**WHAT NEEDS TO BE DONE:** Below are records. Find each line in them that holds the word "names" and copy it.

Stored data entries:
┌──

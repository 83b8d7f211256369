//! Plain-data scene descriptions for saving and rebuilding worlds.
//!
//! [`SceneDesc`] mirrors the nested key/value layout used by scene files:
//! every object carries a `type` string plus the fields of that type. String
//! tags are checked when a world is rebuilt, not when the description is
//! parsed, so a description can be inspected even if it names unknown types.

use std::collections::BTreeMap;

use glam::DVec2;
use serde::{Deserialize, Serialize};

use crate::color::{ColorDesc, Rgba};
use crate::conditions::{ConditionType, GoalCondition};
use crate::error::{Result, WorldError};
use crate::objects::{Defaults, ObjectParams, ObjectType, ShapeKind};
use crate::physics::collider::{CollisionTag, CollisionTags};
use crate::world::{World, WorldConfig};

type Point = [f64; 2];

fn to_vec2(p: Point) -> DVec2 {
    DVec2::new(p[0], p[1])
}

fn to_point(v: DVec2) -> Point {
    [v.x, v.y]
}

fn to_vec2s(points: &[Point]) -> Vec<DVec2> {
    points.iter().copied().map(to_vec2).collect()
}

fn to_points(vs: &[DVec2]) -> Vec<Point> {
    vs.iter().copied().map(to_point).collect()
}

fn required<T>(value: Option<T>, kind: &str, name: &str, field: &str) -> Result<T> {
    value.ok_or_else(|| {
        WorldError::InvalidGeometry(format!("{kind} `{name}` is missing `{field}`"))
    })
}

/// World-wide defaults as written in a scene.
#[derive(Debug, Clone, PartialEq, Serialize, Deserialize)]
#[serde(default)]
pub struct DefaultsDesc {
    pub density: f64,
    pub elasticity: f64,
    pub friction: f64,
    pub color: ColorDesc,
    pub bk_color: ColorDesc,
    pub goal_color: ColorDesc,
}

impl Default for DefaultsDesc {
    fn default() -> Self {
        Defaults::default().into()
    }
}

impl From<Defaults> for DefaultsDesc {
    fn from(d: Defaults) -> Self {
        Self {
            density: d.density,
            elasticity: d.elasticity,
            friction: d.friction,
            color: d.color.into(),
            bk_color: d.background.into(),
            goal_color: d.goal_color.into(),
        }
    }
}

impl DefaultsDesc {
    pub fn resolve(&self) -> Result<Defaults> {
        Ok(Defaults {
            density: self.density,
            elasticity: self.elasticity,
            friction: self.friction,
            color: self.color.resolve()?,
            goal_color: self.goal_color.resolve()?,
            background: self.bk_color.resolve()?,
        })
    }
}

/// One object: a `type` tag plus the fields that type needs.
#[derive(Debug, Clone, Default, PartialEq, Serialize, Deserialize)]
#[serde(default)]
pub struct ObjectDesc {
    #[serde(rename = "type")]
    pub kind: String,
    #[serde(skip_serializing_if = "Option::is_none")]
    pub color: Option<ColorDesc>,
    #[serde(skip_serializing_if = "Option::is_none")]
    pub density: Option<f64>,
    #[serde(skip_serializing_if = "Option::is_none")]
    pub elasticity: Option<f64>,
    #[serde(skip_serializing_if = "Option::is_none")]
    pub friction: Option<f64>,
    #[serde(skip_serializing_if = "Option::is_none")]
    pub velocity: Option<Point>,
    /// Added after scene setup (Poly and Compound only).
    #[serde(skip_serializing_if = "std::ops::Not::not")]
    pub placed: bool,
    /// Poly and Goal.
    #[serde(skip_serializing_if = "Option::is_none")]
    pub vertices: Option<Vec<Point>>,
    /// Ball.
    #[serde(skip_serializing_if = "Option::is_none")]
    pub position: Option<Point>,
    #[serde(skip_serializing_if = "Option::is_none")]
    pub radius: Option<f64>,
    /// Segment.
    #[serde(skip_serializing_if = "Option::is_none")]
    pub p1: Option<Point>,
    #[serde(skip_serializing_if = "Option::is_none")]
    pub p2: Option<Point>,
    /// Segment and Container.
    #[serde(skip_serializing_if = "Option::is_none")]
    pub width: Option<f64>,
    /// Container.
    #[serde(skip_serializing_if = "Option::is_none")]
    pub points: Option<Vec<Point>>,
    #[serde(skip_serializing_if = "Option::is_none")]
    pub inner_color: Option<ColorDesc>,
    #[serde(skip_serializing_if = "Option::is_none")]
    pub outer_color: Option<ColorDesc>,
    /// Compound.
    #[serde(skip_serializing_if = "Option::is_none")]
    pub polys: Option<Vec<Vec<Point>>>,
}

/// A placement blocker.
#[derive(Debug, Clone, PartialEq, Serialize, Deserialize)]
pub struct BlockDesc {
    #[serde(default, skip_serializing_if = "Option::is_none")]
    pub color: Option<ColorDesc>,
    pub vertices: Vec<Point>,
}

/// The goal condition: a `type` tag plus the names it refers to.
///
/// For `SpecificTouch`, `goal` holds the first object and `obj` the second.
#[derive(Debug, Clone, PartialEq, Serialize, Deserialize)]
pub struct ConditionDesc {
    #[serde(rename = "type")]
    pub kind: String,
    #[serde(default, skip_serializing_if = "Option::is_none")]
    pub goal: Option<String>,
    #[serde(default, skip_serializing_if = "Option::is_none")]
    pub obj: Option<String>,
    #[serde(default, skip_serializing_if = "Option::is_none")]
    pub objlist: Option<Vec<String>>,
    #[serde(default, skip_serializing_if = "Option::is_none")]
    pub exclusions: Option<Vec<String>>,
    pub duration: f64,
}

/// A complete scene.
#[derive(Debug, Clone, PartialEq, Serialize, Deserialize)]
pub struct SceneDesc {
    pub dims: Point,
    /// Base timestep.
    pub bts: f64,
    pub gravity: f64,
    #[serde(default)]
    pub defaults: DefaultsDesc,
    #[serde(default)]
    pub objects: BTreeMap<String, ObjectDesc>,
    #[serde(default)]
    pub blocks: BTreeMap<String, BlockDesc>,
    /// Reserved for joints; always empty.
    #[serde(default)]
    pub constraints: BTreeMap<String, String>,
    #[serde(default)]
    pub gcond: Option<ConditionDesc>,
}

fn color_of(desc: &Option<ColorDesc>) -> Result<Option<Rgba>> {
    desc.as_ref().map(ColorDesc::resolve).transpose()
}

impl ObjectDesc {
    fn params(&self) -> Result<ObjectParams> {
        Ok(ObjectParams {
            color: color_of(&self.color)?,
            density: self.density,
            elasticity: self.elasticity,
            friction: self.friction,
            velocity: self.velocity.map(to_vec2),
        })
    }

    /// Add the described object to `world` under `name`.
    pub fn build(&self, world: &mut World, name: &str) -> Result<()> {
        let kind: ObjectType = self.kind.parse()?;
        let what = kind.as_str();
        let params = self.params()?;
        if self.placed && !matches!(kind, ObjectType::Poly | ObjectType::Compound) {
            return Err(WorldError::InvalidOperation(format!(
                "{what} `{name}` cannot be placed; only Poly and Compound can"
            )));
        }
        match kind {
            ObjectType::Poly => {
                let vertices = required(self.vertices.as_deref(), what, name, "vertices")?;
                let vertices = to_vec2s(vertices);
                if self.placed {
                    world.add_placed_poly(name, &vertices, params)?;
                } else {
                    world.add_poly(name, &vertices, params)?;
                }
            }
            ObjectType::Ball => {
                let position = required(self.position, what, name, "position")?;
                let radius = required(self.radius, what, name, "radius")?;
                world.add_ball(name, to_vec2(position), radius, params)?;
            }
            ObjectType::Segment => {
                let p1 = required(self.p1, what, name, "p1")?;
                let p2 = required(self.p2, what, name, "p2")?;
                let width = required(self.width, what, name, "width")?;
                world.add_segment(name, to_vec2(p1), to_vec2(p2), width, params)?;
            }
            ObjectType::Container => {
                let points = required(self.points.as_deref(), what, name, "points")?;
                let width = required(self.width, what, name, "width")?;
                let params = match color_of(&self.outer_color)? {
                    Some(outer) => params.color(outer),
                    None => params,
                };
                let inner = color_of(&self.inner_color)?;
                world.add_container(name, &to_vec2s(points), width, params, inner)?;
            }
            ObjectType::Compound => {
                let polys = required(self.polys.as_deref(), what, name, "polys")?;
                let polys: Vec<Vec<DVec2>> = polys.iter().map(|p| to_vec2s(p)).collect();
                if self.placed {
                    world.add_placed_compound(name, &polys, params)?;
                } else {
                    world.add_compound(name, &polys, params)?;
                }
            }
            ObjectType::Goal => {
                let vertices = required(self.vertices.as_deref(), what, name, "vertices")?;
                world.add_goal(name, &to_vec2s(vertices), params.color)?;
            }
            ObjectType::Blocker => {
                return Err(WorldError::UnknownVariant(format!(
                    "`{name}`: blockers belong in `blocks`, not `objects`"
                )))
            }
        }
        Ok(())
    }
}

└──

**TASK SOLUTION:**
//! parsed, so a description can be inspected even if it names unknown types.
/// The goal condition: a `type` tag plus the names it refers to.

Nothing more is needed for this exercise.